Dances with Wolves/Goodfellas

This one is a favourite to complain about amongst movie fans. It’s one thing for Kevin Costner’s Civil War film about tolerance for the Native Americans (the film that spawned the lazy “white guilt” trend with films like Pocahontas, The Last Samurai and Avatar) to win Best Picture, but it’s another thing entirely for it to have beaten Martin Scorsese’s mobster masterpiece, Goodfellas. Scorsese has often been overlooked by the Academy, but at least with films like Taxi Driver and Raging Bull, they were beaten by films that were also great. As the years pass, Dances with Wolves seems more and more like a product of its time.
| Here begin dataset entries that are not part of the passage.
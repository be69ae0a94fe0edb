//! Dispatcher error types

use thiserror::Error;

/// Dispatcher-specific errors
#[derive(Debug, Error)]
pub enum DispatcherError {
    /// Blocking queue stayed full for the whole wait; nothing was enqueued
    #[error("queue for sink '{sink_name}' stayed full for {waited_ms}ms")]
    Backpressure { sink_name: String, waited_ms: u64 },

    /// Worker is gone and the queue no longer accepts records
    #[error("sink '{sink_name}' is closed")]
    SinkClosed { sink_name: String },

    /// Sink write error (from contract)
    #[error("sink error: {0}")]
    Contract(#[from] contracts::ContractError),
}

impl DispatcherError {
    pub fn sink_closed(sink_name: impl Into<String>) -> Self {
        Self::SinkClosed {
            sink_name: sink_name.into(),
        }
    }

    /// True when the same record can simply be submitted again.
    pub fn is_backpressure(&self) -> bool {
        matches!(self, Self::Backpressure { .. })
    }
}
//! # Config Loader
//!
//! Configuration loading and parsing module.
//!
//! Responsibilities:
//! - Parse TOML/JSON configuration files
//! - Validate configuration legality
//! - Generate `PipelineBlueprint`
//!
//! # Example
//!
//! ```no_run
//! use config_loader::ConfigLoader;
//! use std::path::Path;
//!
//! let blueprint = ConfigLoader::load_from_path(Path::new("config.toml")).unwrap();
//! println!("Partitions: {}", blueprint.stream.partitions);
//! ```

mod parser;
mod validator;

pub use contracts::PipelineBlueprint;
pub use parser::ConfigFormat;

use contracts::ContractError;
use std::path::Path;

/// Configuration loader
///
/// Provides static methods to load configuration from files or strings.
pub struct ConfigLoader;

impl ConfigLoader {
    /// Load configuration from file path
    ///
    /// Automatically detects format from file extension (.toml / .json).
    ///
    /// # Errors
    /// - File read failure
    /// - Unsupported format
    /// - Parse failure
    /// - Validation failure
    pub fn load_from_path(path: &Path) -> Result<PipelineBlueprint, ContractError> {
        let format = Self::detect_format(path)?;
        let content = Self::read_file(path)?;
        Self::load_from_str(&content, format)
    }

    /// Load configuration from string
    ///
    /// # Errors
    /// - Parse failure
    /// - Validation failure
    pub fn load_from_str(
        content: &str,
        format: ConfigFormat,
    ) -> Result<PipelineBlueprint, ContractError> {
        Self::parse_and_validate(content, format)
    }

    /// Validate an already-built blueprint (e.g. after CLI overrides)
    pub fn validate(blueprint: &PipelineBlueprint) -> Result<(), ContractError> {
        validator::validate(blueprint)
    }

    /// Serialize PipelineBlueprint to TOML string
    pub fn to_toml(blueprint: &PipelineBlueprint) -> Result<String, ContractError> {
        toml::to_string_pretty(blueprint)
            .map_err(|e| ContractError::config_parse(format!("TOML serialize error: {e}")))
    }

    /// Serialize PipelineBlueprint to JSON string
    pub fn to_json(blueprint: &PipelineBlueprint) -> Result<String, ContractError> {
        serde_json::to_string_pretty(blueprint)
            .map_err(|e| ContractError::config_parse(format!("JSON serialize error: {e}")))
    }
}

impl ConfigLoader {
    /// Infer configuration format from file extension
    fn detect_format(path: &Path) -> Result<ConfigFormat, ContractError> {
        let ext = path.extension().and_then(|e| e.to_str()).ok_or_else(|| {
            ContractError::config_parse("cannot determine file format from extension")
        })?;

        ConfigFormat::from_extension(ext).ok_or_else(|| {
            ContractError::config_parse(format!("unsupported config format: .{ext}"))
        })
    }

    /// Read configuration file content
    fn read_file(path: &Path) -> Result<String, ContractError> {
        Ok(std::fs::read_to_string(path)?)
    }

    /// Parse and validate configuration content
    fn parse_and_validate(
        content: &str,
        format: ConfigFormat,
    ) -> Result<PipelineBlueprint, ContractError> {
        let blueprint = parser::parse(content, format)?;
        validator::validate(&blueprint)?;
        Ok(blueprint)
    }
}
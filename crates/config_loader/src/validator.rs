//! 配置校验模块
//!
//! 校验规则：
//! - 队列容量 > 0
//! - partitions > 0, group_id 非空
//! - backoff: initial_ms <= max_ms, multiplier >= 1.0
//! - max_attempts >= 1, 超时 > 0
//! - sqlite store 必须提供 sqlite_path
//! - listen_addr 为合法 socket 地址

use std::net::SocketAddr;

use contracts::{BackoffConfig, ContractError, PipelineBlueprint, StoreKind};

/// 校验 PipelineBlueprint 配置
///
/// 返回第一个遇到的错误，或 Ok(())。
pub fn validate(blueprint: &PipelineBlueprint) -> Result<(), ContractError> {
    validate_stream(blueprint)?;
    validate_distributor(blueprint)?;
    validate_persistence(blueprint)?;
    validate_broadcast(blueprint)?;
    validate_server(blueprint)?;
    Ok(())
}

/// 校验 stream 配置
fn validate_stream(blueprint: &PipelineBlueprint) -> Result<(), ContractError> {
    let stream = &blueprint.stream;
    if stream.partitions == 0 {
        return Err(ContractError::config_validation(
            "stream.partitions",
            "partitions must be > 0",
        ));
    }
    if stream.group_id.trim().is_empty() {
        return Err(ContractError::config_validation(
            "stream.group_id",
            "group_id cannot be empty",
        ));
    }
    validate_backoff("stream.fetch_backoff", &stream.fetch_backoff)
}

/// 校验队列容量
fn validate_distributor(blueprint: &PipelineBlueprint) -> Result<(), ContractError> {
    let distributor = &blueprint.distributor;
    let capacities = [
        ("distributor.input_capacity", distributor.input_capacity),
        (
            "distributor.persistence_queue_capacity",
            distributor.persistence_queue_capacity,
        ),
        (
            "distributor.broadcast_queue_capacity",
            distributor.broadcast_queue_capacity,
        ),
    ];
    for (field, capacity) in capacities {
        if capacity == 0 {
            return Err(ContractError::config_validation(
                field,
                "queue capacity must be > 0",
            ));
        }
    }
    if distributor.persistence_max_wait_ms == 0 {
        return Err(ContractError::config_validation(
            "distributor.persistence_max_wait_ms",
            "persistence_max_wait_ms must be > 0",
        ));
    }
    Ok(())
}

/// 校验持久化配置
fn validate_persistence(blueprint: &PipelineBlueprint) -> Result<(), ContractError> {
    let persistence = &blueprint.persistence;
    if persistence.max_attempts == 0 {
        return Err(ContractError::config_validation(
            "persistence.max_attempts",
            "max_attempts must be >= 1",
        ));
    }
    if persistence.call_timeout_ms == 0 {
        return Err(ContractError::config_validation(
            "persistence.call_timeout_ms",
            "call_timeout_ms must be > 0",
        ));
    }
    if persistence.store == StoreKind::Sqlite && persistence.sqlite_path.is_none() {
        return Err(ContractError::config_validation(
            "persistence.sqlite_path",
            "sqlite store requires sqlite_path",
        ));
    }
    validate_backoff("persistence.retry_backoff", &persistence.retry_backoff)
}

fn validate_broadcast(blueprint: &PipelineBlueprint) -> Result<(), ContractError> {
    if blueprint.broadcast.push_timeout_ms == 0 {
        return Err(ContractError::config_validation(
            "broadcast.push_timeout_ms",
            "push_timeout_ms must be > 0",
        ));
    }
    Ok(())
}

fn validate_server(blueprint: &PipelineBlueprint) -> Result<(), ContractError> {
    let addr = &blueprint.server.listen_addr;
    addr.parse::<SocketAddr>().map_err(|e| {
        ContractError::config_validation(
            "server.listen_addr",
            format!("invalid address '{addr}': {e}"),
        )
    })?;
    Ok(())
}

fn validate_backoff(field: &str, backoff: &BackoffConfig) -> Result<(), ContractError> {
    if backoff.initial_ms > backoff.max_ms {
        return Err(ContractError::config_validation(
            field,
            format!(
                "initial_ms ({}) must be <= max_ms ({})",
                backoff.initial_ms, backoff.max_ms
            ),
        ));
    }
    if backoff.multiplier < 1.0 {
        return Err(ContractError::config_validation(
            field,
            format!("multiplier must be >= 1.0, got {}", backoff.multiplier),
        ));
    }
    Ok(())
}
It’s not a badly made film that’s necessarily offensive to the Native American cause, but compared to Goodfellas, its hardly a game-changer.

Chariots of Fire/Reds or Raiders of the Lost Ark

As a Briton, maybe it’s a little unpatriotic of me to call this next film overrated. However, when compared to not one but two other films that were both equally deserving of the Best Picture Oscar, then Chariots of Fire pales in comparison. Raiders of the Lost Ark is a film that probably wouldn’t even be nominated for Best Picture today, considering the bias Oscar voters have towards action cinema, but the fact it got such recognition then was something that should have been cemented with the top prize. As for Reds, Warren Beatty’s epic romance against the backdrop of the Russian Revolution was a risky endeavour that paid off immensely. At the height of the Cold War, we have a three-hour period drama which sympathetically portrays an American communist and the revolutionary cause being applauded by the mostly conservative American Academy.

Crash/Brokeback Mountain

So far on this list, all of my picks for overrated films haven’t been bad films. I may sound harsh, but that’s only because the films that should have won were far more deserving. With Crash however, this is a bad film. Yes, it’s a racial drama with its heart in the right place, but when we look back on 2004, does anyone remember Crash fondly? Does anyone remember it at all?

If anyone does remember it, it’s probably just because it managed to beat out Munich, Capote and Good Night and Good Luck to Best Picture. But the one film that was shafted the most on that Oscar night was Ang Lee’s incredibly powerful Brokeback Mountain, the other film about an ongoing prejudice. Only this is a prejudice that has arguably taken longer to accept in mainstream society. I won’t go as far as to say that the Academy was homophobic for not choosing Brokeback Mountain as its Best Picture, but by choosing the clearly inferior Crash in an attempt to look progressive, then they proved themselves to be at least cynical.